HIGH COURT (CHANCERY DIVISION) JUDGE ORDERS AN ACCOUNT OF MILLIONS
Mr. Eason Rajah QC, sitting as a judge of the Chancery Division, delivered a judgment in a historic case involving millions taken out of South Africa during the Apartheid. Based on the Claimants’ pleaded case, the judge entered judgment in favour of the Claimants for an account. Arfan Khan represented the successful Claimants instructed by Pandya Arbitration Global.

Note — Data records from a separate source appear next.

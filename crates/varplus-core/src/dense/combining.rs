//! Table combining and splitting operations
//!
//! This module provides operations for combining several tables
//! (concatenate, stack) and splitting one table into contiguous parts.

use super::types::NdArray;
use crate::error::{Result, TableError};
use crate::types::{shape_size, SplitSpec};

impl NdArray {
    /// Concatenate `other` after `self` along an existing axis.
    ///
    /// Along axis 0 this is sequence concatenation of the top-level children;
    /// along a deeper axis the matching sub-blocks are joined pairwise.
    ///
    /// # Errors
    ///
    /// - [`TableError::DimensionMismatch`] if the ranks differ or `axis` is out
    ///   of bounds
    /// - [`TableError::Shape`] if any extent other than `axis` differs
    ///
    /// # Examples
    ///
    /// ```
    /// use varplus_core::NdArray;
    ///
    /// let a = NdArray::from_nested([[1, 2], [3, 4]]).unwrap();
    /// let b = NdArray::from_nested([[5, 6]]).unwrap();
    ///
    /// let rows = a.concatenate(&b, 0).unwrap();
    /// assert_eq!(rows, NdArray::from_nested([[1, 2], [3, 4], [5, 6]]).unwrap());
    ///
    /// let c = NdArray::from_nested([[7], [8]]).unwrap();
    /// let cols = a.concatenate(&c, 1).unwrap();
    /// assert_eq!(cols, NdArray::from_nested([[1, 2, 7], [3, 4, 8]]).unwrap());
    /// ```
    pub fn concatenate(&self, other: &NdArray, axis: usize) -> Result<Self> {
        Self::concat_refs(&[self, other], axis)
    }

    /// Concatenate any number of tables along an existing axis.
    ///
    /// # Errors
    ///
    /// Same as [`concatenate`](Self::concatenate), plus [`TableError::Shape`]
    /// for an empty list.
    ///
    /// # Examples
    ///
    /// ```
    /// use varplus_core::NdArray;
    ///
    /// let parts = vec![NdArray::ones(&[1, 3]).unwrap(); 4];
    /// let joined = NdArray::concatenate_all(&parts, 0).unwrap();
    /// assert_eq!(joined.shape(), &[4, 3]);
    /// ```
    pub fn concatenate_all(tables: &[NdArray], axis: usize) -> Result<Self> {
        let refs: Vec<&NdArray> = tables.iter().collect();
        Self::concat_refs(&refs, axis)
    }

    fn concat_refs(tables: &[&NdArray], axis: usize) -> Result<Self> {
        let Some(first) = tables.first() else {
            return Err(TableError::shape("cannot concatenate an empty table list"));
        };
        let rank = first.ndim();
        if axis >= rank {
            return Err(TableError::dimension(format!(
                "axis {axis} out of bounds for rank {rank}"
            )));
        }

        for (i, table) in tables.iter().enumerate().skip(1) {
            if table.ndim() != rank {
                return Err(TableError::dimension(format!(
                    "table {} has rank {}, expected {}",
                    i,
                    table.ndim(),
                    rank
                )));
            }
            for (dim, (&s1, &s2)) in first.shape.iter().zip(table.shape.iter()).enumerate() {
                if dim != axis && s1 != s2 {
                    return Err(TableError::shape(format!(
                        "shape mismatch at dimension {dim}: {s1} vs {s2}"
                    )));
                }
            }
        }

        let mut result_shape = first.shape.clone();
        result_shape[axis] = tables.iter().map(|t| t.shape[axis]).sum();

        // Each outer position contributes one contiguous block per operand
        let outer = shape_size(&first.shape[..axis]);
        let inner = shape_size(&first.shape[axis + 1..]);
        let mut data = Vec::with_capacity(shape_size(&result_shape));
        for o in 0..outer {
            for table in tables {
                let block = table.shape[axis] * inner;
                data.extend_from_slice(&table.data[o * block..(o + 1) * block]);
            }
        }

        tracing::debug!(
            operands = tables.len(),
            axis,
            shape = ?result_shape.as_slice(),
            "concatenate"
        );
        Ok(Self::from_parts(result_shape, data))
    }

    /// Stack `self` and `others` along a new axis.
    ///
    /// Every operand must share one shape; the result has one more axis,
    /// inserted at `axis`, whose positions are the operands in order.
    ///
    /// # Errors
    ///
    /// - [`TableError::Shape`] if the shapes differ
    /// - [`TableError::DimensionMismatch`] if `axis > ndim`
    ///
    /// # Examples
    ///
    /// ```
    /// use varplus_core::NdArray;
    ///
    /// let a = NdArray::from_nested([1, 2]).unwrap();
    /// let b = NdArray::from_nested([3, 4]).unwrap();
    ///
    /// let stacked = a.stack(&[b.clone()], 0).unwrap();
    /// assert_eq!(stacked, NdArray::from_nested([[1, 2], [3, 4]]).unwrap());
    ///
    /// let columns = a.stack(&[b], 1).unwrap();
    /// assert_eq!(columns, NdArray::from_nested([[1, 3], [2, 4]]).unwrap());
    /// ```
    pub fn stack(&self, others: &[NdArray], axis: usize) -> Result<Self> {
        let mut tables = Vec::with_capacity(others.len() + 1);
        tables.push(self.clone());
        tables.extend_from_slice(others);
        Self::stack_all(&tables, axis)
    }

    /// Stack any number of equally shaped tables along a new axis.
    ///
    /// # Errors
    ///
    /// Same as [`stack`](Self::stack), plus [`TableError::Shape`] for an empty
    /// list.
    pub fn stack_all(tables: &[NdArray], axis: usize) -> Result<Self> {
        let Some(first) = tables.first() else {
            return Err(TableError::shape("cannot stack an empty table list"));
        };
        if axis > first.ndim() {
            return Err(TableError::dimension(format!(
                "axis {} out of bounds for result rank {}",
                axis,
                first.ndim() + 1
            )));
        }
        for (i, table) in tables.iter().enumerate().skip(1) {
            if !table.same_shape(first) {
                return Err(TableError::shape(format!(
                    "table {} has shape {:?}, expected {:?}",
                    i,
                    table.shape(),
                    first.shape()
                )));
            }
        }

        // Stack by first unsqueezing each table, then concatenating
        let unsqueezed = tables
            .iter()
            .map(|t| t.unsqueeze(axis))
            .collect::<Result<Vec<_>>>()?;
        Self::concatenate_all(&unsqueezed, axis)
    }

    /// Split the table into contiguous parts along an axis.
    ///
    /// [`SplitSpec::Sections`] cuts the axis into equal parts;
    /// [`SplitSpec::Indices`] cuts it at the given positions, producing one
    /// more part than there are cuts. Empty parts are kept, so concatenating
    /// the parts always gives back the original.
    ///
    /// # Errors
    ///
    /// - [`TableError::DimensionMismatch`] if `axis` is out of bounds
    /// - [`TableError::Shape`] for zero sections, an axis length that is not
    ///   divisible by the section count, or cut positions that descend or
    ///   exceed the axis length
    ///
    /// # Examples
    ///
    /// ```
    /// use varplus_core::NdArray;
    ///
    /// let table = NdArray::from_nested([1, 2, 3, 4, 5, 6]).unwrap();
    ///
    /// let halves = table.split(2, 0).unwrap();
    /// assert_eq!(halves[1], NdArray::from_nested([4, 5, 6]).unwrap());
    ///
    /// let parts = table.split([1, 4], 0).unwrap();
    /// let sizes: Vec<usize> = parts.iter().map(|p| p.size()).collect();
    /// assert_eq!(sizes, vec![1, 3, 2]);
    ///
    /// assert!(table.split(4, 0).unwrap_err().is_shape());
    /// ```
    pub fn split(&self, spec: impl Into<SplitSpec>, axis: usize) -> Result<Vec<Self>> {
        self.check_axis(axis)?;
        let bounds = spec.into().boundaries(self.shape[axis])?;
        bounds
            .windows(2)
            .map(|w| self.select_range(axis, w[0], w[1]))
            .collect()
    }
}
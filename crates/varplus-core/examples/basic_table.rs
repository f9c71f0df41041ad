//! Basic table creation and manipulation examples.
//!
//! This example walks through the core functionality of varplus-core:
//! - Building tables from nested literals and fill values
//! - Reshaping, transposing and slicing
//! - Reductions over mixed integer and float leaves
//! - JSON and CSV interchange
//!
//! Run with:
//! ```bash
//! cargo run --example basic_table
//! ```

use varplus_core::tracing_support::{init_tracing, TracingConfig};
use varplus_core::{AxisSlice, NdArray, Value};

fn main() -> anyhow::Result<()> {
    init_tracing(TracingConfig::default())?;

    println!("=== VarPlus Core: Basic Table Examples ===\n");
    example_creation()?;
    example_transforms()?;
    example_reductions()?;
    example_interchange()?;
    println!("\n=== All examples completed successfully! ===");
    Ok(())
}

fn example_creation() -> anyhow::Result<()> {
    println!("--- Example 1: Table Creation ---");

    let grid = NdArray::from_nested([[1, 2, 3, 4], [5, 6, 7, 8], [9, 10, 11, 12]])?;
    println!("Literal table, shape {:?}:\n{grid}", grid.shape());

    let blank = NdArray::create(&[2, 3], Value::Null)?;
    println!("Null-filled table: {blank}");

    let mut coords = NdArray::create_2d(2, 2, 0)?;
    coords.fill_with(|idx| Value::from(format!("({}, {})", idx[0], idx[1])));
    println!("Index labels: {coords}\n");
    Ok(())
}

fn example_transforms() -> anyhow::Result<()> {
    println!("--- Example 2: Structural Transforms ---");

    let grid = NdArray::from_nested([[1, 2, 3, 4], [5, 6, 7, 8], [9, 10, 11, 12]])?;
    let transposed = grid.reshape(&[4, 3])?.transpose()?;
    println!("reshape(4, 3).transpose() -> shape {:?}", transposed.shape());

    let corner = grid.slice(&[AxisSlice::range(0, 2), AxisSlice::range(2, 4)])?;
    println!("Top-right corner: {corner}");

    let rotated = grid.rotate_90()?;
    println!("Rotated clockwise: {rotated}");

    let bordered = grid.pad(1, "-")?;
    println!("Padded shape: {:?}\n", bordered.shape());
    Ok(())
}

fn example_reductions() -> anyhow::Result<()> {
    println!("--- Example 3: Reductions ---");

    let grid = NdArray::from_nested([[1, 2, 3, 4], [5, 6, 7, 8], [9, 10, 11, 12]])?;
    let doubled = grid.multiply_scalar(2)?.flatten();
    println!("sum = {}", doubled.sum()?);
    println!("mean = {}", doubled.mean()?);
    println!("min = {}, max = {}\n", doubled.min()?, doubled.max()?);
    Ok(())
}

fn example_interchange() -> anyhow::Result<()> {
    println!("--- Example 4: JSON and CSV ---");

    let table = NdArray::from_csv("1,2.5,label\n4,,6")?;
    println!("Parsed CSV: {table}");
    println!("As JSON: {}", table.to_json()?);

    let restored = NdArray::from_json(&table.to_json_pretty()?)?;
    assert_eq!(restored, table);
    println!("Back to CSV:\n{}", restored.to_csv()?);
    Ok(())
}
//! Dictionary form of a table
//!
//! [`ArrayRecord`] is the structured representation used for JSON
//! interchange: `{"data": <nested>, "shape": [..], "ndim": n, "size": n}`.
//! Only `data` is authoritative; the other fields are informational and are
//! recomputed whenever a table is rebuilt from a record.

use serde::{Deserialize, Serialize};

use crate::dense::NdArray;
use crate::error::Result;
use crate::nested::Nested;

/// Serializable snapshot of a table
#[derive(Debug, Clone, PartialEq, Serialize, Deserialize)]
pub struct ArrayRecord {
    /// Leaves in nested-container form
    pub data: Nested,
    #[serde(default, skip_serializing_if = "Option::is_none")]
    pub shape: Option<Vec<usize>>,
    #[serde(default, skip_serializing_if = "Option::is_none")]
    pub ndim: Option<usize>,
    #[serde(default, skip_serializing_if = "Option::is_none")]
    pub size: Option<usize>,
}

impl ArrayRecord {
    /// Record carrying only `data`; annotations are filled in on rebuild
    pub fn from_data(data: impl Into<Nested>) -> Self {
        Self {
            data: data.into(),
            shape: None,
            ndim: None,
            size: None,
        }
    }

    /// Check the informational fields against a rebuilt table
    fn is_stale(&self, table: &NdArray) -> bool {
        let size_differs = self.size.is_some_and(|s| s != table.size());
        // zero-size inner axes carry no leaves, so their extents cannot survive
        let layout_checked = !(table.is_empty() && self.size.unwrap_or(0) == 0);
        let shape_differs = layout_checked
            && (self.shape.as_deref().is_some_and(|s| s != table.shape())
                || self.ndim.is_some_and(|n| n != table.ndim()));
        size_differs || shape_differs
    }
}

impl NdArray {
    /// Structured snapshot with every annotation filled in
    ///
    /// # Examples
    ///
    /// ```
    /// use varplus_core::NdArray;
    ///
    /// let record = NdArray::zeros(&[2, 3]).unwrap().to_record();
    /// assert_eq!(record.shape, Some(vec![2, 3]));
    /// assert_eq!(record.ndim, Some(2));
    /// assert_eq!(record.size, Some(6));
    /// ```
    pub fn to_record(&self) -> ArrayRecord {
        ArrayRecord {
            data: self.to_nested(),
            shape: Some(self.shape_vec()),
            ndim: Some(self.ndim()),
            size: Some(self.size()),
        }
    }

    /// Rebuild a table from `record.data`
    ///
    /// Stale `shape`, `ndim` or `size` annotations are ignored with a
    /// warning.
    ///
    /// # Errors
    ///
    /// Returns [`TableError::Shape`](crate::TableError::Shape) if `data` is
    /// not rectangular.
    pub fn from_record(mut record: ArrayRecord) -> Result<Self> {
        let data = std::mem::replace(&mut record.data, Nested::List(Vec::new()));
        let table = NdArray::from_nested(data)?;
        if record.is_stale(&table) {
            tracing::warn!(
                recorded_shape = ?record.shape,
                recorded_size = ?record.size,
                actual_shape = ?table.shape(),
                "record annotations disagree with data; using data"
            );
        }
        Ok(table)
    }
}

#[cfg(test)]
mod tests {
    use super::*;

    #[test]
    fn test_record_round_trip() {
        let table = NdArray::from_nested([["a", "b"], ["c", "d"]]).unwrap();
        assert_eq!(NdArray::from_record(table.to_record()).unwrap(), table);
    }

    #[test]
    fn test_stale_annotations_ignored() {
        let record = ArrayRecord {
            data: Nested::from([1, 2, 3]),
            shape: Some(vec![7, 7]),
            ndim: Some(2),
            size: Some(49),
        };
        assert!(record.is_stale(&NdArray::from_nested([1, 2, 3]).unwrap()));
        let table = NdArray::from_record(record).unwrap();
        assert_eq!(table.shape(), &[3]);
    }

    #[test]
    fn test_data_only_record() {
        let record = ArrayRecord::from_data([[1, 2]]);
        assert!(!record.is_stale(&NdArray::from_nested([[1, 2]]).unwrap()));
        assert_eq!(NdArray::from_record(record).unwrap().shape(), &[1, 2]);
    }

    #[test]
    fn test_zero_size_inner_axes_not_stale() {
        let record = NdArray::create(&[0, 3], 0).unwrap().to_record();
        let rebuilt = NdArray::from_nested(record.data.clone()).unwrap();
        assert_eq!(rebuilt.shape(), &[0]);
        assert!(!record.is_stale(&rebuilt));
    }

    #[test]
    fn test_jagged_record_rejected() {
        let record = ArrayRecord::from_data(vec![vec![1], vec![2, 3]]);
        assert!(NdArray::from_record(record).unwrap_err().is_shape());
    }
}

The Claimants are domiciled and resident in South Africa. They were formerly the part owners of a successful South African Cash and Carry business known as the Jumbo Group. Between the 1980s and 1990s, very substantial monies in millions were taken out of South Africa belonging to the Claimants and placed into Swiss accounts. It was not in dispute that the Swiss accounts did not belong to the Defendant. Nor was it in dispute that these accounts contained monies belonging to the Claimants and other South African businessmen.
The Claimants contended that the monies were originally taken out of South Africa to avoid the consequences of Apartheid and that they had since then regularised their financial affairs with the South African authorities. The Defendant, a British national and domiciliary, acquired complete control over the Claimants’ share of the monies in Swiss accounts, and, using these monies, made investments for the Claimants. In a signed document, the Defendant acknowledged that he held a joint cash and property portfolio for the Claimants amounting to millions, but refused to return the same.
In litigation spanning over four years, the Defendant pleaded many lines of Defence, including a contention that the applicable law was the law of South Africa, and that the claims were barred by reason of illegality arising out of an alleged breach of the South African Exchange Control Regulations. Following extensive written submissions on behalf of the Claimants on the applicable law and illegality, including expert evidence, these lines of defence fell away at trial. At trial, the Defendant then advanced an unpleaded contention that the document which he signed was forged and that his dealings were with a third party instead of the Claimants. He denied that he owed any fiduciary duties to the Claimants.
The Claimants closed their case on the pleaded case of a breach of fiduciary duties. In a reserved judgment, the Court analysed the rival contentions, including the Defendant’s unpleaded allegations of forgery and document suppression, and made findings of fact. The Court held that the Defendant was bound to deal with Claimants’ share of the expatriated funds on the instructions of the Claimants alone (§121). The Court found that the Defendant had complete control over the Swiss accounts and only he knew what had become of them (§51). The Court made findings regarding the Defendant’s knowledge of the Claimants’ interest in those monies, the Defendant having accepted that he held a Power of Attorney over those accounts, and found that the Defendant had used the Claimants’ monies to make investments on their behalf through an offshore structure controlled by him which he subsequently misappropriated (§ 42-68, 75-6, 103-4).
The Court found that the key document had not been forged and that the Defendant was not a credible witness. The Court held that the Claimants had pleaded a claim for breach of fiduciary duties and that the Defendant had acted in breach of the same (§116, 122). The Court held that the Claimants were entitled to an account on their pleaded case for breach of fiduciary.
After the Claimants’ extensive oral cross-examination of the Defendant, the Court held that, on certain issues, the Defendant was either lying to this Court, or had lied in his witness statement in other proceedings, and was in prima facie contempt of Court (§21).